The pledge was very soon to be broken. Copies of Bodington’s Essay were widely distributed to medical publications. With few exceptions, his ideas were rejected, often with scorn. As previously noted, Lancet led the way, quoting large sections of the Essay in order to mock its content. Mr Bodington’s theory of consumption is altogether novel, and far above the range of our limited powers of comprehension. (42) The British and Foreign Medical Review, the leading medical journal of its time, said Bodington had “betrayed utter ignorance of pathology, therapeutics and the English language” and accused him of writing an “elaborate advertisement of his establishment for tuberculosis patients” (43)
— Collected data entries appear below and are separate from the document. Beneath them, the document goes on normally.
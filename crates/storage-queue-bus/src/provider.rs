//! Endpoint provider: turns a finished configuration into server and
//! client endpoints over four category queues.

use crate::bus::{ServiceEndpoint, ServiceEndpointClient, ServiceEndpointProvider};
use crate::category::{MessageCategory, MessageTaxonomy};
use crate::codec::{BusMessage, MessageDeserializerFactory, MessageSerializer};
use crate::error::ConfigurationError;
use crate::publisher::StorageQueuePublisher;
use crate::scheduler::PollScheduler;
use crate::source::{SourceSettings, StorageQueueSource};
use std::collections::HashMap;
use std::fmt;
use std::marker::PhantomData;
use std::sync::Arc;
use storage_queue::{QueueClient, QueueName, QueueRequestOptions};
use tracing::info;

#[cfg(test)]
#[path = "provider_tests.rs"]
mod tests;

/// Creates storage queue endpoints for one service
///
/// The provider is immutable. Every call to [`create_endpoint`] or
/// [`create_endpoint_client`] builds new sources and publishers with their
/// own queue handles; nothing is cached between calls.
///
/// [`create_endpoint`]: ServiceEndpointProvider::create_endpoint
/// [`create_endpoint_client`]: ServiceEndpointProvider::create_endpoint_client
pub struct StorageQueueEndpointProvider<T, S, D> {
    service_name: String,
    client: Arc<dyn QueueClient>,
    queue_names: HashMap<MessageCategory, String>,
    options: HashMap<MessageCategory, QueueRequestOptions>,
    serializer: Arc<S>,
    deserializers: Arc<D>,
    source_settings: SourceSettings,
    scheduler: Arc<dyn PollScheduler>,
    _taxonomy: PhantomData<fn() -> T>,
}

/// Everything the builder collected, handed over in one piece
pub(crate) struct ProviderParts<S, D> {
    pub service_name: String,
    pub client: Arc<dyn QueueClient>,
    pub queue_names: HashMap<MessageCategory, String>,
    pub options: HashMap<MessageCategory, QueueRequestOptions>,
    pub serializer: Arc<S>,
    pub deserializers: Arc<D>,
    pub source_settings: SourceSettings,
    pub scheduler: Arc<dyn PollScheduler>,
}

impl<T, S, D> StorageQueueEndpointProvider<T, S, D>
where
    T: MessageTaxonomy,
    S: MessageSerializer,
    D: MessageDeserializerFactory,
{
    pub(crate) fn from_parts(parts: ProviderParts<S, D>) -> Self {
        Self {
            service_name: parts.service_name,
            client: parts.client,
            queue_names: parts.queue_names,
            options: parts.options,
            serializer: parts.serializer,
            deserializers: parts.deserializers,
            source_settings: parts.source_settings,
            scheduler: parts.scheduler,
            _taxonomy: PhantomData,
        }
    }

    pub fn service_name(&self) -> &str {
        &self.service_name
    }

    /// Queue name for `category`: the explicit binding if one was
    /// configured, otherwise `{service}-{suffix}`
    ///
    /// # Errors
    ///
    /// `InvalidQueueConfiguration` when the name breaks the queue naming rules.
    pub fn resolve_queue_name(&self, category: MessageCategory) -> Result<QueueName, ConfigurationError> {
        let name = match self.queue_names.get(&category) {
            Some(name) => name.clone(),
            None => category.default_queue_name(&self.service_name),
        };

        QueueName::new(name.clone()).map_err(|source| ConfigurationError::InvalidQueueConfiguration {
            category,
            name,
            source,
        })
    }

    /// Transport options bound to `category`, if any
    pub fn options_for(&self, category: MessageCategory) -> Option<&QueueRequestOptions> {
        self.options.get(&category)
    }

    /// Build a fresh source consuming the queue bound to `category`
    pub fn create_source<M: BusMessage>(
        &self,
        category: MessageCategory,
    ) -> Result<StorageQueueSource<M>, ConfigurationError> {
        let queue = self.client.queue(&self.resolve_queue_name(category)?);
        StorageQueueSource::new(
            queue,
            self.deserializers.create::<M>(category),
            self.source_settings.clone(),
            self.options_for(category).cloned(),
            Arc::clone(&self.scheduler),
        )
    }

    /// Build a fresh publisher writing to the queue bound to `category`
    pub fn create_publisher<M: BusMessage>(
        &self,
        category: MessageCategory,
    ) -> Result<StorageQueuePublisher<M, S>, ConfigurationError> {
        let queue = self.client.queue(&self.resolve_queue_name(category)?);
        Ok(StorageQueuePublisher::new(queue, Arc::clone(&self.serializer))
            .with_options(self.options_for(category).cloned()))
    }
}

impl<T, S, D> ServiceEndpointProvider<T> for StorageQueueEndpointProvider<T, S, D>
where
    T: MessageTaxonomy,
    S: MessageSerializer,
    D: MessageDeserializerFactory,
{
    fn name(&self) -> &str {
        &self.service_name
    }

    fn create_endpoint(&self) -> Result<ServiceEndpoint<T>, ConfigurationError> {
        let endpoint = ServiceEndpoint {
            name: self.service_name.clone(),
            requests: Box::new(self.create_source::<T::Request>(MessageCategory::Request)?),
            commands: Box::new(self.create_source::<T::Command>(MessageCategory::Command)?),
            events: Box::new(self.create_publisher::<T::Event>(MessageCategory::Event)?),
            responses: Box::new(self.create_publisher::<T::Response>(MessageCategory::Response)?),
        };

        info!(
            service = %self.service_name,
            account = %self.client.account_name(),
            provider = %self.client.provider_type().name(),
            "Service endpoint created"
        );
        Ok(endpoint)
    }

    fn create_endpoint_client(&self) -> Result<ServiceEndpointClient<T>, ConfigurationError> {
        let client = ServiceEndpointClient {
            name: self.service_name.clone(),
            requests: Box::new(self.create_publisher::<T::Request>(MessageCategory::Request)?),
            commands: Box::new(self.create_publisher::<T::Command>(MessageCategory::Command)?),
            events: Box::new(self.create_source::<T::Event>(MessageCategory::Event)?),
            responses: Box::new(self.create_source::<T::Response>(MessageCategory::Response)?),
        };

        info!(
            service = %self.service_name,
            account = %self.client.account_name(),
            provider = %self.client.provider_type().name(),
            "Service endpoint client created"
        );
        Ok(client)
    }
}

impl<T, S, D> fmt::Debug for StorageQueueEndpointProvider<T, S, D> {
    fn fmt(&self, f: &mut fmt::Formatter<'_>) -> fmt::Result {
        f.debug_struct("StorageQueueEndpointProvider")
            .field("service_name", &self.service_name)
            .field("account", &self.client.account_name())
            .field("queue_names", &self.queue_names)
            .field("source_settings", &self.source_settings)
            .finish()
    }
}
It is hard in the modern age to credit the hostility that Bodington received for proposing what later became the accepted treatment for TB. (Lancet’s review may have shaken him even more than other comments because a young, radical surgeon, Thomas Wakley, had founded that journal. As a reforming Member of Parliament, Wakley devoted his life to attacking established views and promoting medical and social improvements.)
In attempting to understand Bodington’s critics, we cannot ignore his own status. He was relatively young and did not have a higher medical qualification at this time. In the 1830s, Sutton Coldfield was a relatively unknown and mainly rural area with a population of less than 4,000. It was not difficult to write Bodington off as merely “a village doctor.” He also seems to have worked on his own, without any known support from other medical associates. The reaction of Bodington’s own family, when he wanted to treat his niece, showed the strength of hostility to his ideas, even from close relatives. He had presented his Essay without independent verification and his conclusions were based on the treatment of only six patients. Lancet was too easily able to complain that “we are ... at a loss to conceive upon what hitherto unknown facts Mr Bodington has built up his castle.”(44)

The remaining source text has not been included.